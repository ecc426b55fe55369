//! Structural predicate parsing and matching.
//!
//! Supports the selector shapes scenario authors actually write:
//! `button`, `#app`, `.bank-card`, `input[name="email"]`,
//! `button[type=submit]`, `button:has-text("Get Started")`, and any
//! combination of those parts in that order.

use crate::errors::ResolveError;
use pageproof_core_types::ElementNode;

/// Parsed structural predicate.
#[derive(Debug, Clone, Default, PartialEq, Eq)]
pub struct Predicate {
    pub tag: Option<String>,
    pub id: Option<String>,
    pub classes: Vec<String>,
    /// Attribute requirements; `None` value means presence only.
    pub attrs: Vec<(String, Option<String>)>,
    /// `:has-text("...")` substring requirement.
    pub has_text: Option<String>,
}

impl Predicate {
    /// Parse a predicate string.
    pub fn parse(selector: &str) -> Result<Self, ResolveError> {
        let mut predicate = Predicate::default();
        let mut chars = selector.trim().char_indices().peekable();
        let input = selector.trim();

        let invalid = |reason: &str| ResolveError::InvalidSelector {
            selector: selector.to_string(),
            reason: reason.to_string(),
        };

        if input.is_empty() {
            return Err(invalid("empty selector"));
        }

        // Leading tag name.
        let mut tag = String::new();
        while let Some((_, c)) = chars.peek() {
            if c.is_ascii_alphanumeric() || *c == '-' {
                tag.push(*c);
                chars.next();
            } else {
                break;
            }
        }
        if !tag.is_empty() {
            predicate.tag = Some(tag.to_ascii_lowercase());
        }

        while let Some((pos, c)) = chars.next() {
            match c {
                '#' => {
                    let word = take_word(&mut chars);
                    if word.is_empty() {
                        return Err(invalid("expected id after '#'"));
                    }
                    predicate.id = Some(word);
                }
                '.' => {
                    let word = take_word(&mut chars);
                    if word.is_empty() {
                        return Err(invalid("expected class after '.'"));
                    }
                    predicate.classes.push(word);
                }
                '[' => {
                    let rest = &input[pos + 1..];
                    let end = rest.find(']').ok_or_else(|| invalid("unclosed '['"))?;
                    let body = &rest[..end];
                    // Consume up to and including the ']'.
                    while let Some((p, _)) = chars.next() {
                        if p == pos + 1 + end {
                            break;
                        }
                    }
                    let (name, value) = match body.split_once('=') {
                        Some((name, value)) => {
                            (name.trim(), Some(unquote(value.trim()).to_string()))
                        }
                        None => (body.trim(), None),
                    };
                    if name.is_empty() {
                        return Err(invalid("empty attribute name"));
                    }
                    predicate.attrs.push((name.to_string(), value));
                }
                ':' => {
                    let rest = &input[pos + 1..];
                    let arg = rest
                        .strip_prefix("has-text(")
                        .and_then(|r| r.strip_suffix(')'))
                        .ok_or_else(|| invalid("only the :has-text(\"...\") pseudo is supported"))?;
                    predicate.has_text = Some(unquote(arg.trim()).to_string());
                    // :has-text must be the final part.
                    return Ok(predicate);
                }
                _ => return Err(invalid(&format!("unexpected character {:?}", c))),
            }
        }

        Ok(predicate)
    }

    /// Whether the element satisfies every part of the predicate.
    pub fn matches(&self, node: &ElementNode) -> bool {
        if let Some(tag) = &self.tag {
            if !node.tag.eq_ignore_ascii_case(tag) {
                return false;
            }
        }
        if let Some(id) = &self.id {
            if node.id.as_deref() != Some(id.as_str()) {
                return false;
            }
        }
        for class in &self.classes {
            if !node.classes.iter().any(|c| c == class) {
                return false;
            }
        }
        for (name, expected) in &self.attrs {
            match (node.attrs.get(name), expected) {
                (Some(actual), Some(expected)) if actual == expected => {}
                (Some(_), None) => {}
                _ => return false,
            }
        }
        if let Some(needle) = &self.has_text {
            if !node.text.contains(needle.as_str()) {
                return false;
            }
        }
        true
    }
}

fn take_word(chars: &mut std::iter::Peekable<std::str::CharIndices<'_>>) -> String {
    let mut word = String::new();
    while let Some((_, c)) = chars.peek() {
        if c.is_ascii_alphanumeric() || *c == '-' || *c == '_' {
            word.push(*c);
            chars.next();
        } else {
            break;
        }
    }
    word
}

fn unquote(value: &str) -> &str {
    let value = value
        .strip_prefix('"')
        .and_then(|v| v.strip_suffix('"'))
        .unwrap_or(value);
    value
        .strip_prefix('\'')
        .and_then(|v| v.strip_suffix('\''))
        .unwrap_or(value)
}
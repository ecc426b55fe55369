//! Deterministic waiting: poll a condition until it holds, the budget
//! runs out, or the run is cancelled.
//!
//! This is the synchronization contract that replaces ad-hoc fixed
//! sleeps: every action-producing step waits through this engine, so
//! suspension points and timeouts are uniform and testable.

pub mod engine;
pub mod errors;

pub use engine::{WaitEngine, WaitOutcome};
pub use errors::WaitError;

pub use pageproof_core_types::WaitCondition;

> [WHAT TO PRODUCE]: Retype each entry exactly, missing none.

> [EXERCISE OUTPUT]:
repository ecc426b55fe55369
//! Structural predicate parsing and matching.
//!
//! Supports the selector shapes scenario authors actually write:
//! `button`, `#app`, `.bank-card`, `input[name="email"]`,
//! `button[type=submit]`, `button:has-text("Get Started")`, and any
//! combination of those parts in that order.

use crate::errors::ResolveError;
use pageproof_core_types::ElementNode;

/// Parsed structural predicate.
#[derive(Debug, Clone, Default, PartialEq, Eq)]
pub struct Predicate {
    pub tag: Option<String>,
    pub id: Option<String>,
    pub classes: Vec<String>,
    /// Attribute requirements; `None` value means presence only.
    pub attrs: Vec<(String, Option<String>)>,
    /// `:has-text("...")` substring requirement.
    pub has_text: Option<String>,
}

impl Predicate {
    /// Parse a predicate string.
    pub fn parse(selector: &str) -> Result<Self, ResolveError> {
        let mut predicate = Predicate::default();
        let mut chars = selector.trim().char_indices().peekable();
        let input = selector.trim();

        let invalid = |reason: &str| ResolveError::InvalidSelector {
            selector: selector.to_string(),
            reason: reason.to_string(),
        };

        if input.is_empty() {
            return Err(invalid("empty selector"));
        }

        // Leading tag name.
        let mut tag = String::new();
        while let Some((_, c)) = chars.peek() {
            if c.is_ascii_alphanumeric() || *c == '-' {
                tag.push(*c);
                chars.next();
            } else {
                break;
            }
        }
        if !tag.is_empty() {
            predicate.tag = Some(tag.to_ascii_lowercase());
        }

        while let Some((pos, c)) = chars.next() {
            match c {
                '#' => {
                    let word = take_word(&mut chars);
                    if word.is_empty() {
                        return Err(invalid("expected id after '#'"));
                    }
                    predicate.id = Some(word);
                }
                '.' => {
                    let word = take_word(&mut chars);
                    if word.is_empty() {
                        return Err(invalid("expected class after '.'"));
                    }
                    predicate.classes.push(word);
                }
                '[' => {
                    let rest = &input[pos + 1..];
                    let end = rest.find(']').ok_or_else(|| invalid("unclosed '['"))?;
                    let body = &rest[..end];
                    // Consume up to and including the ']'.
                    while let Some((p, _)) = chars.next() {
                        if p == pos + 1 + end {
                            break;
                        }
                    }
                    let (name, value) = match body.split_once('=') {
                        Some((name, value)) => {
                            (name.trim(), Some(unquote(value.trim()).to_string()))
                        }
                        None => (body.trim(), None),
                    };
                    if name.is_empty() {
                        return Err(invalid("empty attribute name"));
                    }
                    predicate.attrs.push((name.to_string(), value));
                }
                ':' => {
                    let rest = &input[pos + 1..];
                    let arg = rest
                        .strip_prefix("has-text(")
                        .and_then(|r| r.strip_suffix(')'))
                        .ok_or_else(|| invalid("only the :has-text(\"...\") pseudo is supported"))?;
                    predicate.has_text = Some(unquote(arg.trim()).to_string());
                    // :has-text must be the final part.
                    return Ok(predicate);
                }
                _ => return Err(invalid(&format!("unexpected character {:?}", c))),
            }
        }

        Ok(predicate)
    }

    /// Whether the element satisfies every part of the predicate.
    pub fn matches(&self, node: &ElementNode) -> bool {
        if let Some(tag) = &self.tag {
            if !node.tag.eq_ignore_ascii_case(tag) {
                return false;
            }
        }
        if let Some(id) = &self.id {
            if node.id.as_deref() != Some(id.as_str()) {
                return false;
            }
        }
        for class in &self.classes {
            if !node.classes.iter().any(|c| c == class) {
                return false;
            }
        }
        for (name, expected) in &self.attrs {
            match (node.attrs.get(name), expected) {
                (Some(actual), Some(expected)) if actual == expected => {}
                (Some(_), None) => {}
                _ => return false,
            }
        }
        if let Some(needle) = &self.has_text {
            if !node.text.contains(needle.as_str()) {
                return false;
            }
        }
        true
    }
}

fn take_word(chars: &mut std::iter::Peekable<std::str::CharIndices<'_>>) -> String {
    let mut word = String::new();
    while let Some((_, c)) = chars.peek() {
        if c.is_ascii_alphanumeric() || *c == '-' || *c == '_' {
            word.push(*c);
            chars.next();
        } else {
            break;
        }
    }
    word
}

fn unquote(value: &str) -> &str {
    let value = value
        .strip_prefix('"')
        .and_then(|v| v.strip_suffix('"'))
        .unwrap_or(value);
    value
        .strip_prefix('\'')
        .and_then(|v| v.strip_suffix('\''))
        .unwrap_or(value)
}
repository ecc426b55fe55369
//! Deterministic waiting: poll a condition until it holds, the budget
//! runs out, or the run is cancelled.
//!
//! This is the synchronization contract that replaces ad-hoc fixed
//! sleeps: every action-producing step waits through this engine, so
//! suspension points and timeouts are uniform and testable.

pub mod engine;
pub mod errors;

pub use engine::{WaitEngine, WaitOutcome};
pub use errors::WaitError;

pub use pageproof_core_types::WaitCondition;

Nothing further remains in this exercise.